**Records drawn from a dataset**
· · · · · · ·

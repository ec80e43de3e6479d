//! Error types for difframe-core.

use thiserror::Error;

/// Result type alias for geometry and calibration operations.
pub type Result<T> = std::result::Result<T, Error>;

/// Core error types for geometry and calibration operations.
#[derive(Error, Debug, Clone, PartialEq)]
pub enum Error {
    /// Pixel or millimetre query outside the valid domain of a panel.
    #[error("out of bounds: {0}")]
    OutOfBounds(String),

    /// Frame or scan-point index outside the declared range.
    #[error("index {index} outside range [{first}, {last}]")]
    IndexOutOfRange {
        /// Requested index (may be fractional for scan positions).
        index: f64,
        /// First valid index.
        first: i64,
        /// Last valid index (inclusive).
        last: i64,
    },

    /// Cyclic or otherwise malformed detector hierarchy.
    #[error("invalid detector hierarchy: {0}")]
    InvalidHierarchy(String),

    /// A model value failed validation at construction time.
    #[error("invalid model: {0}")]
    InvalidModel(String),
}

impl Error {
    pub(crate) fn index_out_of_range(index: f64, first: i64, last: i64) -> Self {
        Self::IndexOutOfRange { index, first, last }
    }
}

· · · · · · ·

Transcribe all of the data above, character for character.

repository ec80e43de3e6479d
//! Error types for difframe-core.

use thiserror::Error;

/// Result type alias for geometry and calibration operations.
pub type Result<T> = std::result::Result<T, Error>;

/// Core error types for geometry and calibration operations.
#[derive(Error, Debug, Clone, PartialEq)]
pub enum Error {
    /// Pixel or millimetre query outside the valid domain of a panel.
    #[error("out of bounds: {0}")]
    OutOfBounds(String),

    /// Frame or scan-point index outside the declared range.
    #[error("index {index} outside range [{first}, {last}]")]
    IndexOutOfRange {
        /// Requested index (may be fractional for scan positions).
        index: f64,
        /// First valid index.
        first: i64,
        /// Last valid index (inclusive).
        last: i64,
    },

    /// Cyclic or otherwise malformed detector hierarchy.
    #[error("invalid detector hierarchy: {0}")]
    InvalidHierarchy(String),

    /// A model value failed validation at construction time.
    #[error("invalid model: {0}")]
    InvalidModel(String),
}

impl Error {
    pub(crate) fn index_out_of_range(index: f64, first: i64, last: i64) -> Self {
        Self::IndexOutOfRange { index, first, last }
    }
}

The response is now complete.